The Accidental Chindogu is not comedy. It is the default output of a technological ecosystem optimizing for the wrong fitness function. Products engineered to eliminate a micro-friction while generating massive systemic macro-frictions — administrative, financial, cognitive, environmental — that dwarf the original inconvenience. The Accidental Chindogu is not a design failure. It is a tragedy of misaligned incentives, birthed by venture capital and the SaaS-ification of physical reality.
Simple Picture
Imagine inventing a robot to tie your shoes. To use it, you must charge its battery, update its firmware, connect it to your home Wi-Fi, and pay a $9.99 monthly subscription. You eliminated a three-second task of bending over and introduced an ongoing administrative, financial, and digital maintenance burden. You built an Accidental Chindogu.

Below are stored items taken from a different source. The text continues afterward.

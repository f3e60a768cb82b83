use std::collections::HashMap;

use serde::Serialize;

use crate::UNCATEGORIZED;
use crate::domain::category::Category;
use crate::domain::project::{Media, Project};
use crate::dto::categories::CategoryDto;

#[derive(Debug, Clone, PartialEq, Serialize)]
pub struct MediaDto {
    pub id: String,
    pub url: String,
    pub kind: String,
}

impl From<Media> for MediaDto {
    fn from(value: Media) -> Self {
        Self {
            id: value.id.into_inner(),
            url: value.url.into_inner(),
            kind: value.kind.as_str().to_string(),
        }
    }
}

#[derive(Debug, Clone, PartialEq, Serialize)]
pub struct ProjectDto {
    pub id: String,
    pub title: String,
    pub description: String,
    pub category_id: Option<String>,
    /// Name of the category, `None` when unset or dangling.
    pub category_name: Option<String>,
    pub technologies: Vec<String>,
    pub cover_url: Option<String>,
    pub media: Vec<MediaDto>,
    pub sequence: Option<i32>,
}

impl ProjectDto {
    /// Builds the view, resolving the category name from `categories`.
    pub fn new(project: Project, categories: &[Category]) -> Self {
        let category_name = project.category_id.as_ref().and_then(|id| {
            categories
                .iter()
                .find(|c| &c.id == id)
                .map(|c| c.name.as_str().to_string())
        });
        let cover_url = project.cover().map(|m| m.url.as_str().to_string());

        Self {
            id: project.id.into_inner(),
            title: project.title.into_inner(),
            description: project.description,
            category_id: project.category_id.map(|id| id.into_inner()),
            category_name,
            technologies: project
                .technologies
                .into_iter()
                .map(|t| t.into_inner())
                .collect(),
            cover_url,
            media: project.media.into_iter().map(MediaDto::from).collect(),
            sequence: project.sequence.map(|s| s.get()),
        }
    }
}

/// Projects sharing a category on the public home page.
#[derive(Debug, Clone, PartialEq, Serialize)]
pub struct ProjectGroupDto {
    /// `None` for the synthetic uncategorized group.
    pub category_id: Option<String>,
    pub name: String,
    pub projects: Vec<ProjectDto>,
}

/// Public home page.
#[derive(Debug, Clone, PartialEq, Serialize)]
pub struct PortfolioDto {
    pub groups: Vec<ProjectGroupDto>,
    /// Every category, for the filter bar.
    pub categories: Vec<CategoryDto>,
    /// Category chosen with `?category=`, if any.
    pub selected: Option<String>,
}

/// Groups projects by category in category order.
///
/// Projects without a category or pointing at a deleted one end up in a
/// trailing [`UNCATEGORIZED`] group. Empty groups are dropped; project order
/// inside a group is kept.
pub fn group_projects(projects: Vec<Project>, categories: &[Category]) -> Vec<ProjectGroupDto> {
    let mut by_category: HashMap<String, Vec<ProjectDto>> = HashMap::new();
    let mut uncategorized = Vec::new();

    for project in projects {
        let known = project
            .category_id
            .as_ref()
            .filter(|id| categories.iter().any(|c| &c.id == *id))
            .map(|id| id.as_str().to_string());
        let dto = ProjectDto::new(project, categories);
        match known {
            Some(id) => by_category.entry(id).or_default().push(dto),
            None => uncategorized.push(dto),
        }
    }

    let mut groups: Vec<ProjectGroupDto> = categories
        .iter()
        .filter_map(|category| {
            let projects = by_category.remove(category.id.as_str())?;
            Some(ProjectGroupDto {
                category_id: Some(category.id.as_str().to_string()),
                name: category.name.as_str().to_string(),
                projects,
            })
        })
        .collect();

    if !uncategorized.is_empty() {
        groups.push(ProjectGroupDto {
            category_id: None,
            name: UNCATEGORIZED.to_string(),
            projects: uncategorized,
        });
    }

    groups
}
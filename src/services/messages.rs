use crate::domain::types::MessageId;
use crate::dto::messages::MessageDto;
use crate::forms::messages::{ContactForm, ContactFormPayload, MessageFilter};
use crate::repository::{MessageReader, MessageWriter};

use super::{ServiceError, ServiceResult};

/// Stores a visitor's message. Invalid forms never reach the store.
pub fn submit_message<R>(form: ContactForm, repo: &R) -> ServiceResult<()>
where
    R: MessageWriter + ?Sized,
{
    let payload: ContactFormPayload = form.try_into()?;

    match repo.create_message(&payload.into_new_message()) {
        Ok(_) => Ok(()),
        Err(e) => {
            log::error!("Failed to store contact message: {e}");
            Err(e.into())
        }
    }
}

pub fn show_messages<R>(filter: MessageFilter, repo: &R) -> ServiceResult<Vec<MessageDto>>
where
    R: MessageReader + ?Sized,
{
    match repo.list_messages(filter.query()) {
        Ok(messages) => Ok(messages.into_iter().map(MessageDto::from).collect()),
        Err(e) => {
            log::error!("Failed to list messages: {e}");
            Err(e.into())
        }
    }
}

pub fn set_read<R>(id: &MessageId, read: bool, repo: &R) -> ServiceResult<()>
where
    R: MessageWriter + ?Sized,
{
    match repo.set_message_read(id, read) {
        Ok(0) => Err(ServiceError::NotFound),
        Ok(_) => Ok(()),
        Err(e) => {
            log::error!("Failed to update message {id}: {e}");
            Err(e.into())
        }
    }
}

pub fn delete_message<R>(id: &MessageId, repo: &R) -> ServiceResult<()>
where
    R: MessageWriter + ?Sized,
{
    match repo.delete_message(id) {
        Ok(0) => Err(ServiceError::NotFound),
        Ok(_) => Ok(()),
        Err(e) => {
            log::error!("Failed to delete message {id}: {e}");
            Err(e.into())
        }
    }
}

#[cfg(test)]
mod tests {
    use super::*;
    use crate::repository::test::TestRepository;

    fn form(email: Option<&str>, phone: Option<&str>) -> ContactForm {
        ContactForm {
            name: "Ann".into(),
            email: email.map(Into::into),
            phone: phone.map(Into::into),
            message: "Can we talk?".into(),
        }
    }

    #[test]
    fn message_with_only_a_phone_is_stored_unread() {
        let repo = TestRepository::new();

        submit_message(form(None, Some("555-0100")), &repo).unwrap();

        let unread = show_messages(MessageFilter::Unread, &repo).unwrap();
        assert_eq!(unread.len(), 1);
        assert_eq!(unread[0].phone.as_deref(), Some("555-0100"));
        assert!(unread[0].email.is_none());
    }

    #[test]
    fn message_without_contact_never_reaches_the_store() {
        let repo = TestRepository::new();

        let result = submit_message(form(None, None), &repo);

        assert!(matches!(result, Err(ServiceError::Validation(_))));
        assert_eq!(repo.write_calls(), 0);
    }

    #[test]
    fn read_toggle_moves_message_between_filters() {
        let repo = TestRepository::new();
        submit_message(form(Some("ann@example.com"), None), &repo).unwrap();
        let id = MessageId::new(show_messages(MessageFilter::All, &repo).unwrap()[0].id.clone())
            .unwrap();

        set_read(&id, true, &repo).unwrap();

        assert!(show_messages(MessageFilter::Unread, &repo).unwrap().is_empty());
        assert_eq!(show_messages(MessageFilter::Read, &repo).unwrap().len(), 1);

        delete_message(&id, &repo).unwrap();
        assert_eq!(delete_message(&id, &repo), Err(ServiceError::NotFound));
    }

    #[test]
    fn store_rejection_is_unavailable() {
        let repo = TestRepository::new();
        repo.set_failing_writes(true);

        assert!(matches!(
            submit_message(form(Some("ann@example.com"), None), &repo),
            Err(ServiceError::StoreUnavailable(_))
        ));
    }
}
use chrono::NaiveDateTime;
use serde::{Deserialize, Serialize};

use crate::domain::types::{CategoryId, CategoryName, Sequence};

/// Admin-managed grouping for projects, ordered by `sequence` ascending.
#[derive(Debug, Clone, Serialize, Deserialize, PartialEq)]
pub struct Category {
    pub id: CategoryId,
    pub name: CategoryName,
    pub sequence: Sequence,
    pub created_at: NaiveDateTime,
    pub updated_at: NaiveDateTime,
}

/// Data required to insert a new [`Category`].
///
/// The sequence is assigned by the ordered collection, not by the caller.
#[derive(Debug, Clone, Serialize, Deserialize, PartialEq)]
pub struct NewCategory {
    pub name: CategoryName,
    pub created_at: NaiveDateTime,
    pub updated_at: NaiveDateTime,
}

impl NewCategory {
    /// Materialises the category once an identifier and sequence are known.
    pub fn into_category(self, id: CategoryId, sequence: Sequence) -> Category {
        Category {
            id,
            name: self.name,
            sequence,
            created_at: self.created_at,
            updated_at: self.updated_at,
        }
    }
}
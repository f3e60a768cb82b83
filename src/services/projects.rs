use chrono::Utc;
use uuid::Uuid;

use crate::clients::object_storage::ObjectStorage;
use crate::domain::project::{NewMedia, NewProject, Project};
use crate::domain::types::{CategoryId, MediaId, MediaUrl, ProjectId};
use crate::dto::categories::CategoryDto;
use crate::dto::projects::ProjectDto;
use crate::forms::projects::{
    AddMediaFormPayload, CreateProjectFormPayload, MediaUpload, UpdateProjectFormPayload,
};
use crate::ordering::{MoveDirection, OrderedCollection};
use crate::repository::{CategoryReader, ProjectListQuery, ProjectReader, ProjectWriter};

use super::{ServiceError, ServiceResult};

/// Admin project list with the categories offered by the edit forms.
pub fn show_projects<R>(repo: &R) -> ServiceResult<(Vec<ProjectDto>, Vec<CategoryDto>)>
where
    R: ProjectReader + CategoryReader + ?Sized,
{
    let categories = repo.list_categories().inspect_err(|e| {
        log::error!("Failed to list categories: {e}");
    })?;
    let projects = repo
        .list_projects(ProjectListQuery::default())
        .inspect_err(|e| log::error!("Failed to list projects: {e}"))?;

    let projects = projects
        .into_iter()
        .map(|project| ProjectDto::new(project, &categories))
        .collect();
    Ok((projects, categories.into_iter().map(CategoryDto::from).collect()))
}

pub fn show_project<R>(id: &ProjectId, repo: &R) -> ServiceResult<(ProjectDto, Vec<CategoryDto>)>
where
    R: ProjectReader + CategoryReader + ?Sized,
{
    let project = load_project(id, repo)?;
    let categories = repo.list_categories().inspect_err(|e| {
        log::error!("Failed to list categories: {e}");
    })?;

    let project = ProjectDto::new(project, &categories);
    Ok((project, categories.into_iter().map(CategoryDto::from).collect()))
}

/// Uploads the media batch and stores the project on top of the list.
///
/// Files already uploaded are removed again when a later upload or the
/// project insert fails.
pub fn create_project<R, S>(
    payload: CreateProjectFormPayload,
    repo: &R,
    storage: &S,
) -> ServiceResult<ProjectId>
where
    R: ProjectReader + ProjectWriter + CategoryReader + ?Sized,
    S: ObjectStorage + ?Sized,
{
    if let Some(category_id) = &payload.category_id {
        ensure_category(category_id, repo)?;
    }

    let mut projects = OrderedCollection::<Project, R>::load(repo).inspect_err(|e| {
        log::error!("Failed to load projects: {e}");
    })?;

    let media = store_uploads(payload.uploads, storage)?;
    let urls: Vec<MediaUrl> = media.iter().map(|m| m.url.clone()).collect();
    let now = Utc::now().naive_utc();
    let new_project = NewProject {
        title: payload.title,
        description: payload.description,
        category_id: payload.category_id,
        technologies: payload.technologies,
        media,
        created_at: now,
        updated_at: now,
    };

    match projects.add(new_project) {
        Ok(project) => Ok(project.id),
        Err(e) => {
            log::error!("Failed to create project: {e}");
            discard_files(storage, &urls);
            Err(e.into())
        }
    }
}

pub fn update_project<R>(
    id: &ProjectId,
    payload: UpdateProjectFormPayload,
    repo: &R,
) -> ServiceResult<()>
where
    R: ProjectWriter + CategoryReader + ?Sized,
{
    if let Some(category_id) = &payload.category_id {
        ensure_category(category_id, repo)?;
    }

    match repo.update_project(id, &payload.into_changes()) {
        Ok(0) => Err(ServiceError::NotFound),
        Ok(_) => Ok(()),
        Err(e) => {
            log::error!("Failed to update project {id}: {e}");
            Err(e.into())
        }
    }
}

/// Appends uploaded files to the project's gallery.
pub fn add_media<R, S>(
    id: &ProjectId,
    payload: AddMediaFormPayload,
    repo: &R,
    storage: &S,
) -> ServiceResult<usize>
where
    R: ProjectReader + ProjectWriter + ?Sized,
    S: ObjectStorage + ?Sized,
{
    load_project(id, repo)?;

    let media = store_uploads(payload.uploads, storage)?;
    match repo.add_project_media(id, &media) {
        Ok(added) => Ok(added.len()),
        Err(e) => {
            log::error!("Failed to add media to project {id}: {e}");
            discard_files(storage, media.iter().map(|m| &m.url));
            Err(e.into())
        }
    }
}

/// Removes one media row, then its stored file.
pub fn remove_media<R, S>(
    project_id: &ProjectId,
    media_id: &MediaId,
    repo: &R,
    storage: &S,
) -> ServiceResult<()>
where
    R: ProjectReader + ProjectWriter + ?Sized,
    S: ObjectStorage + ?Sized,
{
    let project = load_project(project_id, repo)?;
    let Some(media) = project.media.iter().find(|m| &m.id == media_id) else {
        return Err(ServiceError::NotFound);
    };

    match repo.delete_project_media(project_id, media_id) {
        Ok(0) => Err(ServiceError::NotFound),
        Ok(_) => {
            discard_files(storage, [&media.url]);
            Ok(())
        }
        Err(e) => {
            log::error!("Failed to remove media {media_id}: {e}");
            Err(e.into())
        }
    }
}

pub fn move_project<R>(id: &ProjectId, direction: MoveDirection, repo: &R) -> ServiceResult<bool>
where
    R: ProjectReader + ProjectWriter + ?Sized,
{
    let mut projects = OrderedCollection::<Project, R>::load(repo).inspect_err(|e| {
        log::error!("Failed to load projects: {e}");
    })?;

    projects
        .move_one(id, direction)
        .inspect_err(|e| log::error!("Failed to move project {id}: {e}"))
        .map_err(Into::into)
}

/// Deletes the project with its media rows, then the stored files.
pub fn delete_project<R, S>(id: &ProjectId, repo: &R, storage: &S) -> ServiceResult<()>
where
    R: ProjectReader + ProjectWriter + ?Sized,
    S: ObjectStorage + ?Sized,
{
    let mut projects = OrderedCollection::<Project, R>::load(repo).inspect_err(|e| {
        log::error!("Failed to load projects: {e}");
    })?;
    let urls: Vec<MediaUrl> = projects
        .get(id)
        .map(|p| p.media.iter().map(|m| m.url.clone()).collect())
        .ok_or(ServiceError::NotFound)?;

    projects
        .remove(id)
        .inspect_err(|e| log::error!("Failed to delete project {id}: {e}"))?;
    discard_files(storage, &urls);
    Ok(())
}

fn load_project<R>(id: &ProjectId, repo: &R) -> ServiceResult<Project>
where
    R: ProjectReader + ?Sized,
{
    match repo.get_project_by_id(id) {
        Ok(Some(project)) => Ok(project),
        Ok(None) => Err(ServiceError::NotFound),
        Err(e) => {
            log::error!("Failed to get project {id}: {e}");
            Err(e.into())
        }
    }
}

fn ensure_category<R>(id: &CategoryId, repo: &R) -> ServiceResult<()>
where
    R: CategoryReader + ?Sized,
{
    match repo.get_category_by_id(id) {
        Ok(Some(_)) => Ok(()),
        Ok(None) => Err(ServiceError::Validation(format!("unknown category: {id}"))),
        Err(e) => {
            log::error!("Failed to get category {id}: {e}");
            Err(e.into())
        }
    }
}

fn object_path(upload: &MediaUpload) -> String {
    match upload.extension() {
        Some(ext) => format!("projects/{}.{ext}", Uuid::new_v4()),
        None => format!("projects/{}", Uuid::new_v4()),
    }
}

fn store_uploads<S>(uploads: Vec<MediaUpload>, storage: &S) -> ServiceResult<Vec<NewMedia>>
where
    S: ObjectStorage + ?Sized,
{
    let mut stored: Vec<NewMedia> = Vec::with_capacity(uploads.len());
    for upload in uploads {
        match storage.upload(&object_path(&upload), &upload.bytes) {
            Ok(url) => stored.push(NewMedia {
                url,
                kind: upload.kind,
            }),
            Err(e) => {
                log::error!("Failed to upload {}: {e}", upload.file_name);
                discard_files(storage, stored.iter().map(|m| &m.url));
                return Err(e.into());
            }
        }
    }
    Ok(stored)
}

/// Best-effort removal; a leftover file is only logged.
fn discard_files<'a, S>(storage: &S, urls: impl IntoIterator<Item = &'a MediaUrl>)
where
    S: ObjectStorage + ?Sized,
{
    for url in urls {
        if let Err(e) = storage.remove(url) {
            log::warn!("Failed to remove stored file {url}: {e}");
        }
    }
}
use chrono::Utc;
use serde::Deserialize;
use thiserror::Error;
use validator::{Validate, ValidationErrors};

use crate::domain::message::NewMessage;
use crate::domain::types::{
    EmailAddress, MessageBody, PersonName, PhoneNumber, TypeConstraintError,
};
use crate::forms::non_blank;
use crate::repository::MessageListQuery;

/// Public contact form.
#[derive(Deserialize, Validate)]
pub struct ContactForm {
    #[validate(length(min = 1, max = 200))]
    pub name: String,
    pub email: Option<String>,
    pub phone: Option<String>,
    #[validate(length(min = 1, max = 5000))]
    pub message: String,
}

#[derive(Debug, Clone, PartialEq)]
pub struct ContactFormPayload {
    pub name: PersonName,
    pub email: Option<EmailAddress>,
    pub phone: Option<PhoneNumber>,
    pub body: MessageBody,
}

impl ContactFormPayload {
    pub fn into_new_message(self) -> NewMessage {
        NewMessage {
            name: self.name,
            email: self.email,
            phone: self.phone,
            body: self.body,
            created_at: Utc::now().naive_utc(),
        }
    }
}

#[derive(Debug, Error)]
pub enum ContactFormError {
    #[error("Contact form validation failed: {0}")]
    Validation(String),
    #[error("Contact form contains invalid data: {0}")]
    TypeConstraint(String),
    #[error("Provide an email address or a phone number")]
    MissingContact,
}

impl From<ValidationErrors> for ContactFormError {
    fn from(value: ValidationErrors) -> Self {
        Self::Validation(value.to_string())
    }
}

impl From<TypeConstraintError> for ContactFormError {
    fn from(value: TypeConstraintError) -> Self {
        Self::TypeConstraint(value.to_string())
    }
}

impl TryFrom<ContactForm> for ContactFormPayload {
    type Error = ContactFormError;

    fn try_from(value: ContactForm) -> Result<Self, Self::Error> {
        value.validate()?;

        let email = non_blank(value.email).map(EmailAddress::new).transpose()?;
        let phone = non_blank(value.phone).map(PhoneNumber::new).transpose()?;
        if email.is_none() && phone.is_none() {
            return Err(ContactFormError::MissingContact);
        }

        Ok(Self {
            name: PersonName::new(value.name)?,
            email,
            phone,
            body: MessageBody::new(value.message)?,
        })
    }
}

/// Tabs on the admin messages screen.
#[derive(Debug, Clone, Copy, Default, PartialEq, Eq)]
pub enum MessageFilter {
    #[default]
    All,
    Unread,
    Read,
}

impl MessageFilter {
    /// Unknown values fall back to [`MessageFilter::All`].
    pub fn parse(value: Option<&str>) -> Self {
        match value.map(str::trim) {
            Some("unread") => Self::Unread,
            Some("read") => Self::Read,
            _ => Self::All,
        }
    }

    pub const fn as_str(self) -> &'static str {
        match self {
            Self::All => "all",
            Self::Unread => "unread",
            Self::Read => "read",
        }
    }

    pub fn query(self) -> MessageListQuery {
        match self {
            Self::All => MessageListQuery::default(),
            Self::Unread => MessageListQuery::default().read(false),
            Self::Read => MessageListQuery::default().read(true),
        }
    }
}

#[derive(Deserialize)]
pub struct MessageFilterQuery {
    pub filter: Option<String>,
}

#[derive(Deserialize)]
pub struct SetReadForm {
    pub read: bool,
}

#[cfg(test)]
mod tests {
    use super::*;

    fn form(email: Option<&str>, phone: Option<&str>) -> ContactForm {
        ContactForm {
            name: "Ann".into(),
            email: email.map(Into::into),
            phone: phone.map(Into::into),
            message: "Hello".into(),
        }
    }

    #[test]
    fn either_contact_channel_is_enough() {
        let payload: ContactFormPayload = form(Some("ann@example.com"), None).try_into().unwrap();
        assert!(payload.phone.is_none());

        let payload: ContactFormPayload = form(None, Some("+1 555 0100")).try_into().unwrap();
        assert!(payload.email.is_none());
    }

    #[test]
    fn missing_both_channels_is_rejected() {
        let result: Result<ContactFormPayload, _> = form(Some("  "), None).try_into();
        assert!(matches!(result, Err(ContactFormError::MissingContact)));
    }

    #[test]
    fn invalid_email_is_rejected() {
        let result: Result<ContactFormPayload, _> = form(Some("nope"), None).try_into();
        assert!(matches!(result, Err(ContactFormError::TypeConstraint(_))));
    }

    #[test]
    fn filter_parses_and_defaults_to_all() {
        assert_eq!(MessageFilter::parse(Some("unread")), MessageFilter::Unread);
        assert_eq!(MessageFilter::parse(Some("read")).query().read, Some(true));
        assert_eq!(MessageFilter::parse(Some("bogus")), MessageFilter::All);
        assert_eq!(MessageFilter::parse(None).query().read, None);
    }
}
//! SQLite connection pool shared by the relational repository.

use std::time::Duration;

use diesel::connection::SimpleConnection;
use diesel::r2d2::{ConnectionManager, CustomizeConnection, Pool, PooledConnection};
use diesel::sqlite::SqliteConnection;
use diesel_migrations::{EmbeddedMigrations, MigrationHarness, embed_migrations};

use crate::repository::errors::{RepositoryError, RepositoryResult};

pub type DbPool = Pool<ConnectionManager<SqliteConnection>>;
pub type DbConnection = PooledConnection<ConnectionManager<SqliteConnection>>;

pub const MIGRATIONS: EmbeddedMigrations = embed_migrations!("migrations");

/// Applies per-connection pragmas when a connection is handed out.
#[derive(Debug, Clone, Copy)]
struct SqlitePragmas {
    busy_timeout: Duration,
}

impl CustomizeConnection<SqliteConnection, diesel::r2d2::Error> for SqlitePragmas {
    fn on_acquire(&self, conn: &mut SqliteConnection) -> Result<(), diesel::r2d2::Error> {
        conn.batch_execute(&format!(
            "PRAGMA foreign_keys = ON; PRAGMA busy_timeout = {};",
            self.busy_timeout.as_millis()
        ))
        .map_err(diesel::r2d2::Error::QueryError)
    }
}

/// Builds a pool whose checkout and lock waits are both bounded by `timeout`.
///
/// A store that stays busy past the timeout surfaces as
/// [`RepositoryError::Unavailable`] instead of hanging the caller: pool
/// checkouts fail with a pool timeout and locked queries fail with
/// `SQLITE_BUSY`, which the error conversion maps the same way.
pub fn establish_connection_pool(database_url: &str, timeout: Duration) -> RepositoryResult<DbPool> {
    if timeout.is_zero() {
        return Err(RepositoryError::ValidationError(
            "store timeout must be positive".to_string(),
        ));
    }
    let manager = ConnectionManager::<SqliteConnection>::new(database_url);
    Pool::builder()
        .connection_timeout(timeout)
        .connection_customizer(Box::new(SqlitePragmas {
            busy_timeout: timeout,
        }))
        .build(manager)
        .map_err(|e| RepositoryError::Unavailable(e.to_string()))
}

/// Runs embedded migrations that have not been applied yet.
pub fn run_migrations(pool: &DbPool) -> RepositoryResult<()> {
    let mut conn = pool.get()?;
    conn.run_pending_migrations(MIGRATIONS)
        .map_err(|e| RepositoryError::DatabaseError(e.to_string()))?;
    Ok(())
}
//! Key-value storage persisted as a single JSON object on disk.
//!
//! Every write rewrites the whole file.

use std::fs;
use std::path::{Path, PathBuf};
use std::sync::{Mutex, MutexGuard};

use serde::Serialize;
use serde::de::DeserializeOwned;
use serde_json::{Map, Value};

use crate::repository::errors::{RepositoryError, RepositoryResult};

#[derive(Debug)]
pub struct LocalStorage {
    path: PathBuf,
    lock: Mutex<()>,
}

impl LocalStorage {
    pub fn open(path: impl Into<PathBuf>) -> RepositoryResult<Self> {
        let path = path.into();
        if let Some(parent) = path.parent().filter(|p| !p.as_os_str().is_empty()) {
            fs::create_dir_all(parent)?;
        }
        Ok(Self {
            path,
            lock: Mutex::new(()),
        })
    }

    pub fn path(&self) -> &Path {
        &self.path
    }

    /// Reads and deserialises the value stored under `key`.
    pub fn get_item<T: DeserializeOwned>(&self, key: &str) -> RepositoryResult<Option<T>> {
        let _guard = self.guard()?;
        match self.read()?.remove(key) {
            Some(value) => Ok(Some(serde_json::from_value(value)?)),
            None => Ok(None),
        }
    }

    pub fn set_item<T: Serialize>(&self, key: &str, value: &T) -> RepositoryResult<()> {
        let _guard = self.guard()?;
        let mut items = self.read()?;
        items.insert(key.to_string(), serde_json::to_value(value)?);
        self.write(&items)
    }

    pub fn remove_item(&self, key: &str) -> RepositoryResult<()> {
        let _guard = self.guard()?;
        let mut items = self.read()?;
        if items.remove(key).is_some() {
            self.write(&items)?;
        }
        Ok(())
    }

    fn guard(&self) -> RepositoryResult<MutexGuard<'_, ()>> {
        self.lock
            .lock()
            .map_err(|_| RepositoryError::Unavailable("local storage lock poisoned".to_string()))
    }

    fn read(&self) -> RepositoryResult<Map<String, Value>> {
        if !self.path.exists() {
            return Ok(Map::new());
        }
        let raw = fs::read_to_string(&self.path)?;
        if raw.trim().is_empty() {
            return Ok(Map::new());
        }
        Ok(serde_json::from_str(&raw)?)
    }

    fn write(&self, items: &Map<String, Value>) -> RepositoryResult<()> {
        let tmp = self.path.with_extension("tmp");
        fs::write(&tmp, serde_json::to_vec_pretty(items)?)?;
        fs::rename(&tmp, &self.path)?;
        Ok(())
    }
}

#[cfg(test)]
mod tests {
    use super::*;

    #[test]
    fn stores_and_removes_items() {
        let dir = tempfile::tempdir().unwrap();
        let storage = LocalStorage::open(dir.path().join("local.json")).unwrap();

        assert_eq!(storage.get_item::<Vec<i32>>("numbers").unwrap(), None);
        storage.set_item("numbers", &vec![1, 2, 3]).unwrap();
        assert_eq!(
            storage.get_item::<Vec<i32>>("numbers").unwrap(),
            Some(vec![1, 2, 3])
        );

        storage.remove_item("numbers").unwrap();
        assert_eq!(storage.get_item::<Vec<i32>>("numbers").unwrap(), None);
    }
}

The shoe-tying robot is absurd enough to see. The internet-connected salt shaker, the smart toaster, the $400 Juicero that was functionally inferior to human hands — these are the same object wearing a pitch deck.
The Definition of Technology
Simon Sarris opens with the cleanest possible frame: technology is doing more with less. The wheel lets one person move what previously required several. The gas boiler replaces hours of hauling coal. Email surpasses postal mail in speed and cost by orders of magnitude. Each genuinely does more with less — less effort, less time, less material, less friction.
This is Fuller’s thesis stated as an engineering principle. Humanity is doing more with less at an accelerating rate. Technology, in this precise sense, is not a category of gadgets. It is a direction — toward efficiency, toward elegance, toward liberation of human time and energy for things that matter.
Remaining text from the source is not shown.